Hawaiian Airlines said Thursday its passengers are allowed gate-to-gate use of the devices. "Our plan covers our aircraft fleet and our routes only. Our partner airlines have their own plans/restrictions," Hawaiian Airline spokesperson Huy Vo said in an email to CNBC. An FAA spokesperson was unable to confirm Hawaiian's eligibility to CNBC as of late Friday afternoon.
Air Wisconsin, which operates routes for US Airways Express, has approval for device use, an FAA spokesperson said Thursday.
Executive Jet Management, a charter service, has approval, according to the FAA.
Southwest Airlines on Wednesday adopted the new FAA rules and asserted it was worth the wait. "Southwest is the only airline that offers a gate-to-gate connectivity on the majority of our fleet," the airline stated on its website. The approval also covers all flights of Southwest subsidiary AirTran, a Southwest spokesman told CNBC in an email.
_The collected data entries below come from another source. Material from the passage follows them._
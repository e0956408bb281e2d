//! Shrinkage blending of a protocol-specific reference with a generic
//! pooled reference.
//!
//! Small protocols produce noisy percentile estimates. The blend scores a
//! value against both references and mixes the percentiles with
//! w = n / (n + k), where n is the protocol-specific plan count and k the
//! shrinkage constant: w = 0 recovers the generic reference, w -> 1 the
//! protocol-specific one. The percentile-averaging formulation is fixed for
//! a whole experiment run; bootstrap variance comparisons depend on the
//! method not changing mid-run.

use serde::{Deserialize, Serialize};
use thiserror::Error;

use crate::constraint_key::ConstraintKeyId;
use crate::population_reference::{PopulationReference, ScoringReference};

const ERROR_NON_POSITIVE_CONSTANT: &str = "PE-BLEND-1001";

/// w(n) = n / (n + k). Well-defined for n = 0 because k is positive.
pub fn shrinkage_weight(n: usize, k: f64) -> f64 {
    let n = n as f64;
    n / (n + k)
}

#[derive(Debug, Error, Clone, PartialEq, Serialize, Deserialize)]
pub enum ShrinkageError {
    #[error("shrinkage constant must be positive, got {k}")]
    NonPositiveConstant { k: f64 },
}

impl ShrinkageError {
    pub fn stable_code(&self) -> &'static str {
        match self {
            Self::NonPositiveConstant { .. } => ERROR_NON_POSITIVE_CONSTANT,
        }
    }
}

/// A scoring view over two references. Holds no data of its own.
#[derive(Debug, Clone, Copy)]
pub struct BlendedReference<'a> {
    protocol: &'a PopulationReference,
    generic: &'a PopulationReference,
    /// Protocol-side mixing weight in [0, 1).
    pub weight: f64,
}

/// Builds the blend for a protocol-specific sample of size `n`.
pub fn blend<'a>(
    protocol: &'a PopulationReference,
    generic: &'a PopulationReference,
    n: usize,
    k: f64,
) -> Result<BlendedReference<'a>, ShrinkageError> {
    if !(k > 0.0) {
        return Err(ShrinkageError::NonPositiveConstant { k });
    }
    Ok(BlendedReference {
        protocol,
        generic,
        weight: shrinkage_weight(n, k),
    })
}

impl ScoringReference for BlendedReference<'_> {
    /// w-weighted average of the per-source percentiles. A key covered by
    /// exactly one source uses that source's percentile alone.
    fn percentile(&self, key: &ConstraintKeyId, value: f64) -> Option<f64> {
        let from_protocol = self.protocol.percentile(key, value);
        let from_generic = self.generic.percentile(key, value);
        match (from_protocol, from_generic) {
            (Some(p), Some(g)) => Some(self.weight * p + (1.0 - self.weight) * g),
            (Some(p), None) => Some(p),
            (None, Some(g)) => Some(g),
            (None, None) => None,
        }
    }

    fn weight(&self, key: &ConstraintKeyId) -> Option<f64> {
        self.protocol.weight(key).or_else(|| self.generic.weight(key))
    }
}

#[cfg(test)]
mod tests {
    use super::*;
    use crate::constraint_key::StructureAliasTable;
    use crate::plan::{PatientId, Plan, PlanEvaluation, PlanId, RawPlanResult};
    use crate::protocol_catalog::{ProtocolCatalog, RawConstraint, WeightPolicy};
    use serde_json::json;

    fn catalog() -> ProtocolCatalog {
        ProtocolCatalog::compile(
            "Test Protocol",
            &[RawConstraint {
                structure: Some("Spinal_Cord".into()),
                metric_display: Some("Max Dose".into()),
                goal_operator: Some("<=".into()),
                goal_value: Some(json!(45.0)),
                priority: Some(json!(1)),
                ..RawConstraint::default()
            }],
            &WeightPolicy::default(),
        )
    }

    fn plan(id: &str, achieved: f64) -> Plan {
        let evaluation = PlanEvaluation {
            plan_id: PlanId(id.into()),
            patient_id: PatientId(format!("pt-{id}")),
            protocol_name: "Test Protocol".into(),
            is_approved: true,
            attempt_number: Some(1),
            created_at: None,
            updated_at: None,
            results: vec![RawPlanResult {
                structure: Some("Spinal_Cord".into()),
                metric_display: Some("Max Dose".into()),
                goal_operator: Some("<=".into()),
                goal_value: Some(json!(45.0)),
                priority: Some(json!(1)),
                achieved_value: Some(json!(achieved)),
                ..RawPlanResult::default()
            }],
        };
        Plan::match_evaluation(&evaluation, &catalog(), &StructureAliasTable::default(), 0.0)
    }

    fn reference(values: &[f64]) -> PopulationReference {
        let plans: Vec<Plan> = values
            .iter()
            .enumerate()
            .map(|(i, v)| plan(&format!("p{i}"), *v))
            .collect();
        PopulationReference::build(&catalog(), &plans, 1)
    }

    fn key(reference: &PopulationReference) -> ConstraintKeyId {
        reference.constraint_meta().keys().next().cloned().expect("key")
    }

    // ── shrinkage_weight ──────────────────────────────────────────

    #[test]
    fn weight_is_zero_at_n_zero_without_division_by_zero() {
        assert_eq!(shrinkage_weight(0, 25.0), 0.0);
    }

    #[test]
    fn weight_converges_to_one_as_n_dominates_k() {
        let k = 25.0;
        let mut previous = 0.0;
        for n in [10, 100, 1_000, 100_000] {
            let w = shrinkage_weight(n, k);
            assert!(w > previous);
            previous = w;
        }
        assert!(shrinkage_weight(1_000_000, k) > 0.999_9);
    }

    // ── blend ─────────────────────────────────────────────────────

    #[test]
    fn non_positive_constant_is_rejected() {
        let protocol = reference(&[1.0, 2.0]);
        let generic = reference(&[1.0, 2.0]);
        let err = blend(&protocol, &generic, 10, 0.0).unwrap_err();
        assert_eq!(err.stable_code(), "PE-BLEND-1001");
        assert!(blend(&protocol, &generic, 10, -3.0).is_err());
    }

    #[test]
    fn n_zero_reproduces_the_generic_reference() {
        let protocol = reference(&[100.0, 200.0, 300.0]);
        let generic = reference(&[1.0, 2.0, 3.0]);
        let blended = blend(&protocol, &generic, 0, 25.0).unwrap();
        let key = key(&generic);
        for value in [0.5, 1.5, 2.5, 3.5] {
            assert_eq!(
                blended.percentile(&key, value),
                generic.percentile(&key, value)
            );
        }
    }

    #[test]
    fn large_n_approaches_the_protocol_reference() {
        let protocol = reference(&[1.0, 2.0, 3.0]);
        let generic = reference(&[100.0, 200.0, 300.0]);
        let blended = blend(&protocol, &generic, 1_000_000, 25.0).unwrap();
        let key = key(&protocol);
        let p = protocol.percentile(&key, 1.5).unwrap();
        let b = blended.percentile(&key, 1.5).unwrap();
        assert!((p - b).abs() < 1e-4);
    }

    #[test]
    fn mid_blend_averages_source_percentiles() {
        let protocol = reference(&[1.0, 2.0, 3.0]);
        let generic = reference(&[2.0, 3.0, 4.0]);
        // n = k -> w = 0.5
        let blended = blend(&protocol, &generic, 25, 25.0).unwrap();
        let key = key(&protocol);
        let p = protocol.percentile(&key, 2.5).unwrap();
        let g = generic.percentile(&key, 2.5).unwrap();
        let b = blended.percentile(&key, 2.5).unwrap();
        assert!((b - 0.5 * (p + g)).abs() < 1e-12);
    }

    #[test]
    fn single_source_key_uses_that_source_alone() {
        let protocol = reference(&[]);
        let generic = reference(&[1.0, 2.0, 3.0]);
        let blended = blend(&protocol, &generic, 50, 25.0).unwrap();
        let key = key(&generic);
        assert_eq!(
            blended.percentile(&key, 1.5),
            generic.percentile(&key, 1.5)
        );
    }
}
GoJet has approval for gate-to-gate device use only on flights it operates for Delta Connection. "We expect approval on our United flights in the near future," company spokesman Jaime Ludwig told CNBC in an email.
All-charter Miami Air International on Nov. 13 confirmed it had FAA approval.
Horizon Air, which is owned by Alaska Air Group, secured approval Nov. 12.
ExpressJet, which flies some regional routes for Delta Connection, American Eagle and United Express, received FAA approval for all its flights as of Nov. 8, a company spokeswoman confirmed to CNBC.
Alaska Airlines said Nov. 8 that passengers on its mainline flights could use devices starting the following day, but approval is still pending for its flights operated by SkyWest.
US Airways said Nov. 7 that "customers on US Airways domestic mainline flights will now be permitted to use small PEDs during all phases of flight." Its US Airways Express flights do not have FAA approval, except for those served by PSA Airlines, which was OK'd on Nov. 8.
On Nov. 6, United Airlines adopted the new rules on all domestic mainline flights arriving or departing within the 50 states. The rules do not apply to United Express flights, (except for ExpressJet, which got the OK on Nov. 8), but United said it is working with its other regional partners to make that happen by year-end.
American Airlines on Nov. 4 said the new rules apply to "American's entire mainline fleet as well as regional aircraft operated by American Eagle Airlines." It does not yet apply to American Eagle flights operated by SkyWest, Republic Airline or Chautauqua Airlines, American spokesman Matt Miller told CNBC. American Eagle flights operated by ExpressJet Airlines got the OK Nov. 8.
Delta Air Lines as of Nov. 1 allows "portable electronic devices below 10,000 feet on mainline U.S. domestic flights," according to its website. Delta Connection's 550-plus regional aircraft are in the process of receiving approval; of those, Endeavor Air, Compass Airlines and ExpressJet received approval Nov. 8.